> DATA FOR THIS EXERCISE
//! `CartSyncEngine`: the cart as the rest of the application sees it.
//!
//! Wraps a [`Store`] running the [`CartSyncReducer`] and exposes the cart
//! mutators, auth/availability inputs and read accessors as plain async
//! methods.

use crate::auth::AuthContext;
use crate::cart::{CartLineItem, CartTotals, LocalCart};
use crate::expiry::{CartExpiry, countdown};
use crate::reducer::{CartSyncEnvironment, CartSyncReducer};
use crate::state::{CartSyncAction, CartSyncState, SyncPhase};
use crate::types::{LineKey, Money};
use cart_sync_runtime::{Store, StoreError};
use futures::Stream;
use std::pin::Pin;
use std::sync::Arc;
use std::time::Duration;
use tokio::sync::broadcast;

/// Store type behind the engine
pub type CartSyncStore = Store<CartSyncState, CartSyncAction, CartSyncEnvironment, CartSyncReducer>;

/// Local cart kept in sync with the signed-in user's remote cart
///
/// Clones share the same store.
///
/// # Example
///
/// ```no_run
/// use std::sync::Arc;
/// use ticket_cart::*;
/// use cart_sync_core::environment::SystemClock;
/// use cart_sync_testing::InMemoryDocumentStore;
///
/// # async fn example() -> Result<(), cart_sync_runtime::StoreError> {
/// let engine = CartSyncEngine::new(CartSyncEnvironment::new(
///     Arc::new(SystemClock),
///     Arc::new(InMemoryDocumentStore::<CartDocument>::new()),
///     Arc::new(TracingDiagnostics),
///     SyncConfig::default(),
/// ));
///
/// engine.set_auth(AuthContext::signed_in("user-42")).await?;
/// engine
///     .add_item(CartLineItem::new("evt-1", "ga", Money::from_minor(2_500), 2, chrono::Utc::now()))
///     .await?;
/// # Ok(())
/// # }
/// ```
#[derive(Clone)]
pub struct CartSyncEngine {
    store: CartSyncStore,
}

impl CartSyncEngine {
    /// Creates an inactive engine with an empty cart
    ///
    /// Nothing is subscribed until [`set_auth`](Self::set_auth) reports a
    /// signed-in user.
    #[must_use]
    pub fn new(environment: CartSyncEnvironment) -> Self {
        let cart = LocalCart::new(environment.config.tax_rate_bps);
        Self::with_state(CartSyncState::new(cart), environment)
    }

    /// Creates an engine from an existing state
    #[must_use]
    pub fn with_state(state: CartSyncState, environment: CartSyncEnvironment) -> Self {
        Self {
            store: Store::new(state, CartSyncReducer::new(), environment),
        }
    }

    /// The underlying store
    #[must_use]
    pub const fn store(&self) -> &CartSyncStore {
        &self.store
    }

    /// Send a raw action
    ///
    /// # Errors
    ///
    /// Returns [`StoreError::ShutdownInProgress`] after [`shutdown`](Self::shutdown).
    pub async fn send(&self, action: CartSyncAction) -> Result<(), StoreError> {
        self.store.send(action).await.map(|_| ())
    }

    // ========== Local edits ==========

    /// Add tickets, merging into an existing line for the same tier
    ///
    /// # Errors
    ///
    /// Returns [`StoreError::ShutdownInProgress`] after [`shutdown`](Self::shutdown).
    pub async fn add_item(&self, item: CartLineItem) -> Result<(), StoreError> {
        self.send(CartSyncAction::AddItem { item }).await
    }

    /// Remove a line
    ///
    /// # Errors
    ///
    /// Returns [`StoreError::ShutdownInProgress`] after [`shutdown`](Self::shutdown).
    pub async fn remove_item(&self, key: LineKey) -> Result<(), StoreError> {
        self.send(CartSyncAction::RemoveItem { key }).await
    }

    /// Set a line's quantity; zero removes the line
    ///
    /// # Errors
    ///
    /// Returns [`StoreError::ShutdownInProgress`] after [`shutdown`](Self::shutdown).
    pub async fn update_quantity(&self, key: LineKey, quantity: u32) -> Result<(), StoreError> {
        self.send(CartSyncAction::UpdateQuantity { key, quantity })
            .await
    }

    /// Apply a promo code and its discount
    ///
    /// # Errors
    ///
    /// Returns [`StoreError::ShutdownInProgress`] after [`shutdown`](Self::shutdown).
    pub async fn apply_promo_code(
        &self,
        code: impl Into<String>,
        discount: Money,
    ) -> Result<(), StoreError> {
        self.send(CartSyncAction::ApplyPromoCode {
            code: code.into(),
            discount,
        })
        .await
    }

    /// Remove the promo code
    ///
    /// # Errors
    ///
    /// Returns [`StoreError::ShutdownInProgress`] after [`shutdown`](Self::shutdown).
    pub async fn remove_promo_code(&self) -> Result<(), StoreError> {
        self.send(CartSyncAction::RemovePromoCode).await
    }

    /// Empty the cart
    ///
    /// # Errors
    ///
    /// Returns [`StoreError::ShutdownInProgress`] after [`shutdown`](Self::shutdown).
    pub async fn clear_cart(&self) -> Result<(), StoreError> {
        self.send(CartSyncAction::ClearCart).await
    }

    // ========== Environment changes ==========

    /// Report a new auth state
    ///
    /// # Errors
    ///
    /// Returns [`StoreError::ShutdownInProgress`] after [`shutdown`](Self::shutdown).
    pub async fn set_auth(&self, auth: AuthContext) -> Result<(), StoreError> {
        self.send(CartSyncAction::AuthChanged { auth }).await
    }

    /// Report whether remote storage can be used
    ///
    /// # Errors
    ///
    /// Returns [`StoreError::ShutdownInProgress`] after [`shutdown`](Self::shutdown).
    pub async fn set_remote_available(&self, available: bool) -> Result<(), StoreError> {
        self.send(CartSyncAction::RemoteAvailabilityChanged { available })
            .await
    }

    // ========== Reads ==========

    /// Copy of the local cart
    pub async fn cart(&self) -> LocalCart {
        self.store.state(|s| s.cart.clone()).await
    }

    /// Current totals
    pub async fn totals(&self) -> CartTotals {
        self.store.state(|s| s.cart.totals()).await
    }

    /// Current lifecycle phase
    pub async fn phase(&self) -> SyncPhase {
        self.store.state(|s| s.phase.clone()).await
    }

    /// Whether the first snapshot for the current user has been adopted
    pub async fn is_initialized(&self) -> bool {
        self.store.state(CartSyncState::is_initialized).await
    }

    /// Expiry of the cart right now
    pub async fn expiry(&self) -> CartExpiry {
        let oldest = self.store.state(|s| s.cart.oldest_added_at()).await;
        let env = self.store.environment();
        CartExpiry::compute(oldest, env.clock.now(), &env.config.expiry)
    }

    /// Countdown for the cart as it is now
    ///
    /// The stream follows the oldest line at the time of the call; call again
    /// after the cart changes.
    pub async fn countdown(&self) -> Pin<Box<dyn Stream<Item = CartExpiry> + Send>> {
        let oldest = self.store.state(|s| s.cart.oldest_added_at()).await;
        let env = self.store.environment();
        Box::pin(countdown(
            Arc::clone(&env.clock),
            oldest,
            env.config.expiry,
            env.config.countdown_tick,
        ))
    }

    /// Actions produced by the engine's effects (snapshots, timers, write results)
    #[must_use]
    pub fn subscribe_actions(&self) -> broadcast::Receiver<CartSyncAction> {
        self.store.subscribe_actions()
    }

    /// Stop syncing and shut the store down
    ///
    /// # Errors
    ///
    /// Returns [`StoreError::ShutdownTimeout`] if effects are still running
    /// when `timeout` elapses.
    pub async fn shutdown(&self, timeout: Duration) -> Result<(), StoreError> {
        if let Err(error) = self.send(CartSyncAction::Teardown).await {
            tracing::debug!(error = %error, "Teardown skipped");
        }
        self.store.shutdown(timeout).await
    }
}

impl std::fmt::Debug for CartSyncEngine {
    fn fmt(&self, f: &mut std::fmt::Formatter<'_>) -> std::fmt::Result {
        f.debug_struct("CartSyncEngine").finish_non_exhaustive()
    }
}
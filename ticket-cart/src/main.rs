//! Ticket cart demo binary
//!
//! Runs two sessions of the same user against one in-memory document store
//! and shows edits on one device reaching the other.

use anyhow::Context;
use cart_sync_core::document_store::DocumentKey;
use cart_sync_core::environment::SystemClock;
use cart_sync_testing::InMemoryDocumentStore;
use chrono::Utc;
use futures::StreamExt;
use std::sync::Arc;
use std::time::Duration;
use ticket_cart::{
    AuthContext, CartDocument, CartLineItem, CartSyncEngine, CartSyncEnvironment, LineKey, Money,
    SyncConfig, TracingDiagnostics, UserId,
};
use tracing_subscriber::{layer::SubscriberExt, util::SubscriberInitExt};

#[tokio::main]
async fn main() -> anyhow::Result<()> {
    dotenvy::dotenv().ok();

    // Initialize tracing
    tracing_subscriber::registry()
        .with(
            tracing_subscriber::EnvFilter::try_from_default_env()
                .unwrap_or_else(|_| "ticket_cart=debug,cart_sync_runtime=info".into()),
        )
        .with(tracing_subscriber::fmt::layer())
        .init();

    let config = SyncConfig::from_env().context("loading cart sync configuration")?;
    let settle = config.debounce + Duration::from_millis(200);

    println!("=== Ticket Cart: two devices, one cart ===\n");

    let documents = InMemoryDocumentStore::<CartDocument>::new();
    let environment = |config: SyncConfig| {
        CartSyncEnvironment::new(
            Arc::new(SystemClock),
            Arc::new(documents.clone()),
            Arc::new(TracingDiagnostics),
            config,
        )
    };

    let laptop = CartSyncEngine::new(environment(config.clone()));
    let phone = CartSyncEngine::new(environment(config.clone()));
    let user = UserId::new("demo-user");

    println!(">>> Both devices sign in as {user}");
    laptop.set_auth(AuthContext::signed_in(user.clone())).await?;
    phone.set_auth(AuthContext::signed_in(user.clone())).await?;
    tokio::time::sleep(Duration::from_millis(50)).await;
    println!("Laptop phase: {:?}", laptop.phase().await);

    println!("\n>>> Laptop adds tickets in a quick burst");
    let concert = CartLineItem::new("evt-jazz", "ga", Money::from_minor(2_500), 1, Utc::now())
        .with_event("Jazz Night", "2025-03-01")
        .with_tier_name("General Admission")
        .with_venue("Blue Room");
    laptop.add_item(concert).await?;
    laptop
        .update_quantity(LineKey::new("evt-jazz", "ga"), 3)
        .await?;
    laptop
        .apply_promo_code("EARLYBIRD", Money::from_minor(500))
        .await?;

    tokio::time::sleep(settle).await;
    println!("Remote writes so far: {}", documents.write_count());

    let phone_cart = phone.cart().await;
    let totals = phone.totals().await;
    println!(
        "Phone sees {} ticket(s), promo {:?}, total {}",
        phone_cart.ticket_count(),
        phone_cart.promo_code(),
        totals.final_total
    );

    println!("\n>>> The organizer raises the price; the store pushes a new snapshot");
    let key = DocumentKey::from(&user);
    if let Some(mut document) = documents.document(&key) {
        for item in &mut document.items {
            item.price = Money::from_minor(3_000);
        }
        documents.put(&key, document);
    }
    tokio::time::sleep(Duration::from_millis(50)).await;
    if let Some(item) = laptop.cart().await.items().first() {
        println!(
            "Laptop line now {} (was {})",
            item.price,
            item.original_price.unwrap_or(item.price)
        );
    }
    println!("Remote writes so far: {}", documents.write_count());

    println!("\n>>> Cart hold");
    let mut ticks = phone.countdown().await.take(3);
    while let Some(expiry) = ticks.next().await {
        println!(
            "  {} remaining (warning: {}, expired: {})",
            expiry.formatted, expiry.warning, expiry.expired
        );
    }

    println!("\n>>> Phone signs out mid-edit");
    phone.remove_item(LineKey::new("evt-jazz", "ga")).await?;
    phone.set_auth(AuthContext::signed_out()).await?;
    tokio::time::sleep(settle).await;
    println!(
        "Remote still has {} line(s) after {} write(s)",
        documents.document(&key).map_or(0, |d| d.items.len()),
        documents.write_count()
    );

    if let Ok(json) = serde_json::to_string_pretty(&documents.document(&key)) {
        println!("\nRemote document:\n{json}");
    }

    laptop.shutdown(Duration::from_secs(1)).await?;
    phone.shutdown(Duration::from_secs(1)).await?;

    println!("\n=== Demo complete ===");
    Ok(())
}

> TO DO
An exact copy of the data is needed, running from its first line through the line that holds "use crate::auth::AuthContext;", and nothing beyond that.

> TASK SOLUTION
//! `CartSyncEngine`: the cart as the rest of the application sees it.
//!
//! Wraps a [`Store`] running the [`CartSyncReducer`] and exposes the cart
//! mutators, auth/availability inputs and read accessors as plain async
//! methods.

use crate::auth::AuthContext;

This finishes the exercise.